Aún así, y frente al pedido del Maestro de apartar un poco la barca para enseñar, Simón Pedro no duda y obedece. Ëste es un milagro, es lo que la presencia de Jesús hace en las vidas de las personas: Simón Pedro y los otros han sido invitados a ser misioneros y discípulos, pero no lo son en plenitud: todavía siguen con sus costumbres, con sus cosas cotidianas, con las rutinas de su oficio y los vínculos familiares habituales.
Pero Simón escucha al Señor y obedece, y quizás ése sea el milagro que desate la asombrosa pesca que acontece a continuación.
Otra cuestión no ha de sernos ajena, ni podemos pasarla por alto: el Maestro venía anunciando la Buena Noticia y enseñando en las sinagogas. A partir de ahora, lleva la Palabra allí mismo en donde el pueblo vive su día a día, en donde las gentes trabajan. En la cotidianeidad florece la eternidad, la Salvación, y es la santa continuidad ilógica de la Encarnación de Dios con nosotros.
Escapa a cualquier razonabilidad que esos pescadores experimentados le presten atención, en las cosas de su oficio, a un galileo que es casi un campesino, un artesano, que las únicas aguas que debe conocer son las que bebe en el pozo de su Nazareth. Ellos saben bien que hay sitios mejores que otros, y que el momento óptimo es el que discurre entre la atardecer y el alba, en plena noche. Sin embargo, este rabbí nazareno les indica que naveguen mar adentro en pleno día, y que echen las redes de cualquier modo: la razón indica que esta tarea sugerida deviene estéril.

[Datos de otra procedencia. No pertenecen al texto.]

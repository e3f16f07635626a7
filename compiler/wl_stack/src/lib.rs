//! Stack growth for recursion that follows guest block nesting.
//!
//! The structural parser recurses once per `{`, and the executor recurses
//! once per nested `if`/`while` body. Guest programs choose that depth, so
//! both wrap their recursive step in [`ensure_sufficient_stack`], which
//! grows the native stack on demand instead of overflowing.
//!
//! On `wasm32` the call is a passthrough.

/// Grow when less than this much stack remains (128KB).
const RED_ZONE: usize = 128 * 1024;

/// Size of each additional stack segment (1MB).
const SEGMENT_SIZE: usize = 1024 * 1024;

/// Run `f`, first growing the stack if the red zone has been reached.
#[inline]
#[cfg(not(target_arch = "wasm32"))]
pub fn ensure_sufficient_stack<R>(f: impl FnOnce() -> R) -> R {
    stacker::maybe_grow(RED_ZONE, SEGMENT_SIZE, f)
}

/// WASM manages its own stack.
#[inline]
#[cfg(target_arch = "wasm32")]
pub fn ensure_sufficient_stack<R>(f: impl FnOnce() -> R) -> R {
    f()
}
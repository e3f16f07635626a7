use std::fmt;

/// Error codes for all interpreter diagnostics.
///
/// Format: E#### where first digit indicates phase:
/// - E0xxx: Lexer errors
/// - E1xxx: Syntax errors (structural parser and expression shape)
/// - E2xxx: Arithmetic errors
/// - E3xxx: Execution stopped by the host
#[derive(Copy, Clone, Eq, PartialEq, Hash, Debug)]
pub enum ErrorCode {
    // Lexer Errors (E0xxx)
    /// Number literal with non-digit characters
    E0001,
    /// Integer literal does not fit in 64 bits
    E0002,
    /// Lexeme starts like an operator but is not one
    E0003,
    /// Lexeme cannot start any token
    E0004,
    /// Source text too large to address
    E0005,
    /// Identifier with characters outside `[A-Za-z0-9_]`
    E0006,

    // Syntax Errors (E1xxx)
    /// Required delimiter not found
    E1001,
    /// Empty expression
    E1002,
    /// Assignment without a target variable
    E1003,
    /// Token not allowed here
    E1004,
    /// Unbalanced parenthesis
    E1005,
    /// Operator with no operands
    E1006,
    /// Operand with no operator
    E1007,
    /// Closing brace without an open block
    E1008,

    // Arithmetic Errors (E2xxx)
    /// Division by zero
    E2001,
    /// Integer overflow
    E2002,

    // Host Errors (E3xxx)
    /// Execution interrupted
    E3001,
    /// Step limit exceeded
    E3002,
}

impl ErrorCode {
    /// Every error code, in numeric order.
    pub const ALL: [ErrorCode; 18] = [
        ErrorCode::E0001,
        ErrorCode::E0002,
        ErrorCode::E0003,
        ErrorCode::E0004,
        ErrorCode::E0005,
        ErrorCode::E0006,
        ErrorCode::E1001,
        ErrorCode::E1002,
        ErrorCode::E1003,
        ErrorCode::E1004,
        ErrorCode::E1005,
        ErrorCode::E1006,
        ErrorCode::E1007,
        ErrorCode::E1008,
        ErrorCode::E2001,
        ErrorCode::E2002,
        ErrorCode::E3001,
        ErrorCode::E3002,
    ];

    /// Get the code as a string (e.g., "E1001").
    pub fn as_str(&self) -> &'static str {
        match self {
            ErrorCode::E0001 => "E0001",
            ErrorCode::E0002 => "E0002",
            ErrorCode::E0003 => "E0003",
            ErrorCode::E0004 => "E0004",
            ErrorCode::E0005 => "E0005",
            ErrorCode::E0006 => "E0006",
            ErrorCode::E1001 => "E1001",
            ErrorCode::E1002 => "E1002",
            ErrorCode::E1003 => "E1003",
            ErrorCode::E1004 => "E1004",
            ErrorCode::E1005 => "E1005",
            ErrorCode::E1006 => "E1006",
            ErrorCode::E1007 => "E1007",
            ErrorCode::E1008 => "E1008",
            ErrorCode::E2001 => "E2001",
            ErrorCode::E2002 => "E2002",
            ErrorCode::E3001 => "E3001",
            ErrorCode::E3002 => "E3002",
        }
    }
}

impl fmt::Display for ErrorCode {
    fn fmt(&self, f: &mut fmt::Formatter<'_>) -> fmt::Result {
        f.write_str(self.as_str())
    }
}

/// Parse an error code string like `"E2001"`. Case-insensitive.
impl std::str::FromStr for ErrorCode {
    type Err = ();

    fn from_str(s: &str) -> Result<Self, Self::Err> {
        let upper = s.to_uppercase();
        Self::ALL
            .iter()
            .find(|code| code.as_str() == upper)
            .copied()
            .ok_or(())
    }
}
//! Expression evaluator and executor for the While language.
//!
//! - [`evaluate`]: value of one expression range (shunting-yard, then a
//!   postfix reduction)
//! - [`Executor`]: walks the control-flow tree, applying assignments and
//!   branching on predicates
//! - [`Interpreter`]: owns a [`Program`] and its [`Environment`]; configured
//!   through [`InterpreterBuilder`]
//!
//! All values are `i64`. Booleans are `0`/`1`, and any nonzero value is true.

mod environment;
mod errors;
mod exec;
mod expr;
mod interpreter;
mod interrupt;
mod operators;

pub use environment::Environment;
pub use errors::{ArithmeticError, EvalError, EvalResult};
pub use exec::Executor;
pub use expr::{evaluate, to_postfix, Postfix};
pub use interpreter::{Interpreter, InterpreterBuilder, Program};
pub use interrupt::{Interrupt, NeverInterrupt};
pub use operators::apply_binary;

#[cfg(test)]
mod tests;
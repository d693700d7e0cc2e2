use serde::{Deserialize, Serialize};

use crate::error::{Error, Result};

/// Whether an agent can delegate work to others or only receives it.
#[derive(Debug, Clone, Copy, PartialEq, Eq, Serialize, Deserialize)]
#[serde(rename_all = "lowercase")]
pub enum AgentType {
    Manager,
    Individual,
}

#[derive(Debug, Clone, Copy, Default, PartialEq, Eq, Serialize, Deserialize)]
pub struct Delegation {
    pub can_receive: bool,
    pub can_delegate: bool,
}

/// Where a provider invocation for this agent runs.
#[derive(Debug, Clone, Copy, Default, PartialEq, Eq, Serialize, Deserialize)]
#[serde(rename_all = "kebab-case")]
pub enum WorkspaceAccessPolicy {
    /// Leave `cwd` absent; the provider picks its own default.
    #[default]
    ProviderDefault,
    /// Run in this agent's workspace directory.
    AgentWorkspace,
    /// Run in whatever `cwd` the caller supplied.
    External,
}

/// An agent's identity, organizational position, and provider binding.
#[derive(Debug, Clone, Serialize, Deserialize)]
pub struct AgentManifest {
    pub id: String,
    pub display_name: String,
    pub description: String,
    #[serde(rename = "type")]
    pub agent_type: AgentType,
    pub reports_to: Option<String>,
    pub provider: String,
    pub discoverable: bool,
    pub delegation: Delegation,
    pub tags: Vec<String>,
    pub skills: Vec<String>,
    pub priority: u8,
    #[serde(default)]
    pub workspace_access: WorkspaceAccessPolicy,
}

impl AgentManifest {
    pub fn is_head(&self) -> bool {
        self.reports_to.is_none()
    }

    pub fn is_manager(&self) -> bool {
        matches!(self.agent_type, AgentType::Manager)
    }
}

/// Normalizes a free-text display name (or raw id) into the slug form
/// `AgentManifest::id` requires: lowercase alphanumeric, single-dash
/// separators, at least one alphanumeric character.
pub fn normalize_agent_id(raw: &str) -> Result<String> {
    let mut slug = String::with_capacity(raw.len());
    let mut last_was_dash = true; // suppress a leading dash
    for ch in raw.chars() {
        if ch.is_ascii_alphanumeric() {
            slug.push(ch.to_ascii_lowercase());
            last_was_dash = false;
        } else if !last_was_dash {
            slug.push('-');
            last_was_dash = true;
        }
    }
    while slug.ends_with('-') {
        slug.pop();
    }
    if slug.is_empty() || !slug.chars().any(|c| c.is_ascii_alphanumeric()) {
        return Err(Error::Validation(format!(
            "'{raw}' does not normalize to a valid agent id"
        )));
    }
    Ok(slug)
}

#[cfg(test)]
mod tests {
    use super::*;

    #[test]
    fn normalizes_mixed_case_and_spaces() {
        assert_eq!(normalize_agent_id("Research Analyst").unwrap(), "research-analyst");
    }

    #[test]
    fn collapses_repeated_separators() {
        assert_eq!(normalize_agent_id("QA  --  Lead!!").unwrap(), "qa-lead");
    }

    #[test]
    fn rejects_empty_or_non_alphanumeric() {
        assert!(normalize_agent_id("").is_err());
        assert!(normalize_agent_id("---").is_err());
        assert!(normalize_agent_id("!!!").is_err());
    }

    #[test]
    fn already_normalized_id_is_stable() {
        assert_eq!(normalize_agent_id("writer").unwrap(), "writer");
    }
}
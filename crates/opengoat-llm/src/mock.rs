use std::sync::Mutex;

use async_trait::async_trait;

use crate::error::Result;
use crate::provider::{Capabilities, Execution, InvokeOptions, Provider, ProviderKind, ProviderMeta};

/// A provider whose response is scripted, for orchestrator and scanner
/// tests that need deterministic invocations without spawning a process
/// or hitting the network.
pub struct MockProvider {
    meta: ProviderMeta,
    script: Mutex<Box<dyn FnMut(&InvokeOptions) -> Result<Execution> + Send>>,
}

impl MockProvider {
    pub fn new(id: impl Into<String>) -> Self {
        let id = id.into();
        Self::scripted(id.clone(), move |options| {
            Ok(Execution::success(format!("mock reply from {id} to: {}", options.message)))
        })
    }

    pub fn scripted<F>(id: impl Into<String>, script: F) -> Self
    where
        F: FnMut(&InvokeOptions) -> Result<Execution> + Send + 'static,
    {
        let id = id.into();
        Self {
            meta: ProviderMeta {
                id,
                display_name: "mock".to_string(),
                kind: ProviderKind::Cli,
                capabilities: Capabilities::default(),
            },
            script: Mutex::new(Box::new(script)),
        }
    }
}

#[async_trait]
impl Provider for MockProvider {
    fn meta(&self) -> &ProviderMeta {
        &self.meta
    }

    async fn invoke(&self, options: &InvokeOptions) -> Result<Execution> {
        let mut script = self.script.lock().expect("mock provider lock poisoned");
        script(options)
    }
}
use std::collections::HashMap;
use std::path::PathBuf;
use std::sync::Arc;

use chrono::{DateTime, Utc};
use serde::{Deserialize, Serialize};
use uuid::Uuid;

/// Caller-supplied knobs for a single `run_agent` call.
#[derive(Debug, Clone, Default)]
pub struct RunOptions {
    pub message: String,
    pub session_ref: Option<String>,
    pub force_new_session: bool,
    pub disable_session: bool,
    pub cwd: Option<PathBuf>,
    pub env: HashMap<String, String>,
    pub model: Option<String>,
}

#[derive(Debug, Clone, Copy, PartialEq, Eq, Serialize, Deserialize)]
#[serde(rename_all = "snake_case")]
pub enum StopReason {
    EndTurn,
    Cancelled,
}

#[derive(Debug, Clone)]
pub struct SessionRunInfo {
    pub session_key: String,
    pub session_id: Uuid,
    pub is_new_session: bool,
}

#[derive(Debug, Clone)]
pub struct RunResult {
    pub run_id: Uuid,
    pub code: i32,
    pub stdout: String,
    pub stderr: String,
    pub provider_id: String,
    pub entry_agent_id: String,
    pub target_agent_id: String,
    pub trace_path: Option<PathBuf>,
    pub session: Option<SessionRunInfo>,
    pub stop_reason: Option<StopReason>,
}

/// What stage of a run an `OrchestrationEvent` reports.
#[derive(Debug, Clone, Copy, PartialEq, Eq, Serialize, Deserialize)]
#[serde(rename_all = "snake_case")]
pub enum Stage {
    RunStarted,
    InvocationStarted,
    InvocationCompleted,
    RunCompleted,
}

#[derive(Debug, Clone, Serialize, Deserialize)]
pub struct OrchestrationEvent {
    pub stage: Stage,
    pub run_id: Uuid,
    pub timestamp: DateTime<Utc>,
    pub agent_id: Option<String>,
    pub provider_id: Option<String>,
    pub code: Option<i32>,
}

/// Optional sink for progressive run events; the CLI and ACP façade use
/// this to surface progress without polling the trace file.
pub trait OrchestrationHooks: Send + Sync {
    fn on_event(&self, event: OrchestrationEvent);
}

pub type HooksHandle = Arc<dyn OrchestrationHooks>;
//! ACP bridge: stdin/stdout JSON-lines server wrapping a single orchestrator.
//!
//! Maps an ACP `sessionId` to an internal session keyed by
//! `acp:<sessionId>:main` and to whichever agent `setSessionMode` last
//! pointed it at. One bridge process serves one client; there is no
//! gateway or auth store behind it, localhost trust only.

use std::sync::Arc;

use dashmap::DashMap;
use opengoat_core::agents::AgentRegistry;
use opengoat_core::orchestrator::{Orchestrator, RunOptions, StopReason};
use opengoat_core::sessions::{GetHistoryOptions, SessionEngine};
use serde::Deserialize;
use serde_json::json;
use tokio::io::{AsyncBufReadExt, AsyncWriteExt, BufReader};
use tracing::{debug, info, warn};
use uuid::Uuid;

use crate::protocol::{AcpError, AcpErrorCode, AcpMessage};

struct AcpSessionState {
    agent_id: String,
}

/// Bridges the JSON-lines ACP wire to `opengoat_core`'s orchestrator.
pub struct AcpBridge {
    agents: Arc<AgentRegistry>,
    sessions: Arc<SessionEngine>,
    orchestrator: Arc<Orchestrator>,
    acp_sessions: DashMap<String, AcpSessionState>,
    default_agent: String,
}

impl AcpBridge {
    pub fn new(
        agents: Arc<AgentRegistry>,
        sessions: Arc<SessionEngine>,
        orchestrator: Arc<Orchestrator>,
        default_agent: impl Into<String>,
    ) -> Self {
        Self {
            agents,
            sessions,
            orchestrator,
            acp_sessions: DashMap::new(),
            default_agent: default_agent.into(),
        }
    }

    /// Reads JSON-line requests from stdin and writes responses to stdout
    /// until stdin closes.
    pub async fn run(&self) -> anyhow::Result<()> {
        info!("ACP bridge starting (stdin/stdout JSON-lines)");
        self.write_message(&AcpMessage::event("bridge.ready", json!({}))).await?;

        let stdin = tokio::io::stdin();
        let mut lines = BufReader::new(stdin).lines();

        loop {
            match lines.next_line().await {
                Ok(Some(line)) => {
                    if line.trim().is_empty() {
                        continue;
                    }
                    let response = self.handle_line(&line).await;
                    self.write_message(&response).await?;
                }
                Ok(None) => {
                    debug!("ACP bridge: stdin closed");
                    break;
                }
                Err(e) => {
                    warn!(error = %e, "ACP bridge: stdin read error");
                    break;
                }
            }
        }

        info!("ACP bridge stopped");
        Ok(())
    }

    async fn handle_line(&self, line: &str) -> AcpMessage {
        let msg: AcpMessage = match serde_json::from_str(line) {
            Ok(m) => m,
            Err(e) => {
                return AcpMessage::err(
                    String::new(),
                    AcpError::new(AcpErrorCode::ParseError, format!("invalid JSON: {e}")),
                );
            }
        };

        match msg {
            AcpMessage::Request { id, method, params } => match self.dispatch(&method, params).await {
                Ok(result) => AcpMessage::ok(id, result),
                Err(e) => AcpMessage::err(id, e),
            },
            _ => AcpMessage::err(
                String::new(),
                AcpError::new(AcpErrorCode::InvalidParams, "only request messages are accepted"),
            ),
        }
    }

    async fn dispatch(&self, method: &str, params: serde_json::Value) -> Result<serde_json::Value, AcpError> {
        match method {
            "initialize" => Ok(json!({
                "protocolVersion": "2024-11-05",
                "agents": self.agents.list_agents().await.into_iter().map(|a| a.id).collect::<Vec<_>>(),
            })),
            "authenticate" => Ok(json!({ "authenticated": true })),
            "newSession" => self.new_session(params).await,
            "loadSession" => self.replay_session(params, false).await,
            "resumeSession" => self.replay_session(params, true).await,
            "listSessions" => self.list_sessions().await,
            "setSessionMode" => self.set_session_mode(params).await,
            "prompt" => self.prompt(params).await,
            "cancel" => self.cancel(params).await,
            other => Err(AcpError::new(AcpErrorCode::InvalidParams, format!("unknown method '{other}'"))),
        }
    }

    async fn new_session(&self, params: serde_json::Value) -> Result<serde_json::Value, AcpError> {
        #[derive(Deserialize)]
        #[serde(rename_all = "camelCase")]
        struct Params {
            #[serde(default)]
            agent_id: Option<String>,
        }
        let params: Params = parse_params(params)?;
        let agent_id = params.agent_id.unwrap_or_else(|| self.default_agent.clone());
        let session_id = Uuid::new_v4();
        self.acp_sessions.insert(session_id.to_string(), AcpSessionState { agent_id: agent_id.clone() });
        Ok(json!({ "sessionId": session_id, "agentId": agent_id }))
    }

    async fn replay_session(&self, params: serde_json::Value, register: bool) -> Result<serde_json::Value, AcpError> {
        #[derive(Deserialize)]
        #[serde(rename_all = "camelCase")]
        struct Params {
            session_id: String,
            #[serde(default)]
            agent_id: Option<String>,
        }
        let params: Params = parse_params(params)?;
        let agent_id = self.resolve_agent(&params.session_id, params.agent_id, register)?;
        let session_key = SessionEngine::acp_session_key(&params.session_id);
        let history = self
            .sessions
            .get_session_history(&agent_id, GetHistoryOptions { session_ref: Some(session_key), ..Default::default() })
            .await
            .map_err(core_error)?;

        Ok(json!({
            "sessionId": params.session_id,
            "agentId": agent_id,
            "messages": history.messages.iter().map(|m| json!({
                "kind": m.kind,
                "content": m.content,
                "ts": m.ts,
            })).collect::<Vec<_>>(),
        }))
    }

    async fn list_sessions(&self) -> Result<serde_json::Value, AcpError> {
        let sessions: Vec<_> = self
            .acp_sessions
            .iter()
            .map(|entry| json!({ "sessionId": entry.key(), "agentId": entry.value().agent_id }))
            .collect();
        Ok(json!({ "sessions": sessions }))
    }

    async fn set_session_mode(&self, params: serde_json::Value) -> Result<serde_json::Value, AcpError> {
        #[derive(Deserialize)]
        #[serde(rename_all = "camelCase")]
        struct Params {
            session_id: String,
            agent_id: String,
        }
        let params: Params = parse_params(params)?;
        if self.agents.get(&params.agent_id).await.is_none() {
            return Err(AcpError::new(AcpErrorCode::NotFound, format!("agent '{}' not found", params.agent_id)));
        }
        self.acp_sessions.insert(params.session_id.clone(), AcpSessionState { agent_id: params.agent_id.clone() });
        Ok(json!({ "sessionId": params.session_id, "agentId": params.agent_id }))
    }

    async fn prompt(&self, params: serde_json::Value) -> Result<serde_json::Value, AcpError> {
        #[derive(Deserialize)]
        #[serde(rename_all = "camelCase")]
        struct Params {
            session_id: String,
            message: String,
        }
        let params: Params = parse_params(params)?;
        let agent_id = self.resolve_agent(&params.session_id, None, true)?;
        let session_key = SessionEngine::acp_session_key(&params.session_id);

        let options = RunOptions { message: params.message, session_ref: Some(session_key), ..Default::default() };
        let result = self.orchestrator.run_agent(&agent_id, options, None).await.map_err(core_error)?;

        self.write_message(&AcpMessage::event(
            "agent_message_chunk",
            json!({ "sessionId": params.session_id, "text": result.stdout }),
        ))
        .await
        .map_err(|e| AcpError::new(AcpErrorCode::Internal, e.to_string()))?;

        let stop_reason = match result.stop_reason {
            Some(StopReason::Cancelled) => "cancelled",
            _ if result.code != 0 => "refusal",
            _ => "end_turn",
        };

        Ok(json!({ "sessionId": params.session_id, "stopReason": stop_reason, "code": result.code }))
    }

    async fn cancel(&self, params: serde_json::Value) -> Result<serde_json::Value, AcpError> {
        #[derive(Deserialize)]
        #[serde(rename_all = "camelCase")]
        struct Params {
            session_id: String,
        }
        let params: Params = parse_params(params)?;
        let session_key = SessionEngine::acp_session_key(&params.session_id);
        self.sessions.cancel(&session_key);
        Ok(json!({ "sessionId": params.session_id, "cancelled": true }))
    }

    fn resolve_agent(&self, acp_session_id: &str, agent_id: Option<String>, register: bool) -> Result<String, AcpError> {
        if let Some(entry) = self.acp_sessions.get(acp_session_id) {
            return Ok(entry.agent_id.clone());
        }
        let agent_id = agent_id.unwrap_or_else(|| self.default_agent.clone());
        if register {
            self.acp_sessions.insert(acp_session_id.to_string(), AcpSessionState { agent_id: agent_id.clone() });
            Ok(agent_id)
        } else {
            Err(AcpError::new(AcpErrorCode::NotFound, format!("unknown session '{acp_session_id}'")))
        }
    }

    async fn write_message(&self, msg: &AcpMessage) -> anyhow::Result<()> {
        let json = serde_json::to_string(msg)?;
        let mut stdout = tokio::io::stdout();
        stdout.write_all(json.as_bytes()).await?;
        stdout.write_all(b"\n").await?;
        stdout.flush().await?;
        Ok(())
    }
}

fn parse_params<T: for<'de> Deserialize<'de>>(params: serde_json::Value) -> Result<T, AcpError> {
    serde_json::from_value(params).map_err(|e| AcpError::new(AcpErrorCode::InvalidParams, e.to_string()))
}

fn core_error(e: opengoat_core::Error) -> AcpError {
    use opengoat_core::Error::*;
    match e {
        NotFound(msg) => AcpError::new(AcpErrorCode::NotFound, msg),
        Validation(msg) | Conflict(msg) | SessionBusy(msg) => AcpError::new(AcpErrorCode::InvalidParams, msg),
        Cancelled => AcpError::new(AcpErrorCode::Internal, "cancelled"),
        other => AcpError::new(AcpErrorCode::Internal, other.to_string()),
    }
}

#[cfg(test)]
mod tests {
    use std::sync::Arc;

    use chrono::Utc;
    use opengoat_core::agents::{AgentType, CreateAgentOptions};
    use opengoat_core::clock::{Clock, FixedClock};
    use opengoat_core::orchestrator::OrchestratorConfig;
    use opengoat_core::paths::{FsPort, HomeLayout, MemFs};
    use opengoat_llm::{MockProvider, ProviderRegistry};

    use super::*;

    async fn fixture() -> AcpBridge {
        let fs: Arc<dyn FsPort> = Arc::new(MemFs::new());
        let layout = HomeLayout::new("/home".into());
        let clock: Arc<dyn Clock> = Arc::new(FixedClock::new(Utc::now()));
        let agents = Arc::new(AgentRegistry::new(fs.clone(), layout.clone()));
        agents
            .create_agent("ceo", CreateAgentOptions { agent_type: Some(AgentType::Manager), provider: "mock".into(), ..Default::default() })
            .await
            .unwrap();
        let sessions = Arc::new(SessionEngine::new(fs.clone(), layout.clone(), clock.clone()));
        let mut registry = ProviderRegistry::new();
        registry.register(Arc::new(MockProvider::new("mock")));
        let orchestrator = Arc::new(Orchestrator::new(
            fs,
            layout,
            clock,
            agents.clone(),
            sessions.clone(),
            Arc::new(registry),
            OrchestratorConfig::default(),
        ));
        AcpBridge::new(agents, sessions, orchestrator, "ceo")
    }

    #[tokio::test]
    async fn new_session_then_prompt_returns_end_turn() {
        let bridge = fixture().await;
        let session = bridge.new_session(json!({})).await.unwrap();
        let session_id = session["sessionId"].as_str().unwrap().to_string();

        let reply = bridge.prompt(json!({ "sessionId": session_id, "message": "hi" })).await.unwrap();
        assert_eq!(reply["stopReason"], "end_turn");
    }

    #[tokio::test]
    async fn cancel_unknown_session_is_not_an_error() {
        let bridge = fixture().await;
        let result = bridge.cancel(json!({ "sessionId": Uuid::new_v4().to_string() })).await;
        assert!(result.is_ok());
    }

    #[tokio::test]
    async fn set_session_mode_rejects_unknown_agent() {
        let bridge = fixture().await;
        let session = bridge.new_session(json!({})).await.unwrap();
        let session_id = session["sessionId"].as_str().unwrap().to_string();
        let result = bridge.set_session_mode(json!({ "sessionId": session_id, "agentId": "ghost" })).await;
        assert!(result.is_err());
    }
}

Pero no se trata de razones, sino de co-razones. Se trata de confianza, el acto segundo de la fé, ya que el acto primero es ese Dios que nos busca, que se embarca en nuestras existencias. Se trata de la asombrosa gracia de Dios que desdibuja las fronteras de los imposibles, que hace toda pesca abundante, asombrosa, inconmensurable, sin que por ello se rompan las redes o se hunda la barca.
Más que la pesca y antes que ella, hemos de detener la reflexión y la mirada en esos pescadores galileos que con todo y a pesar de todo confían, y confían en una Persona, y que se han dado cuenta que lo importante no radica en la calidad de la barca, en la firmeza de los nudos de la red o en sus habilidades, sino en las maravillas que la Gracia de Dios puede suscitar.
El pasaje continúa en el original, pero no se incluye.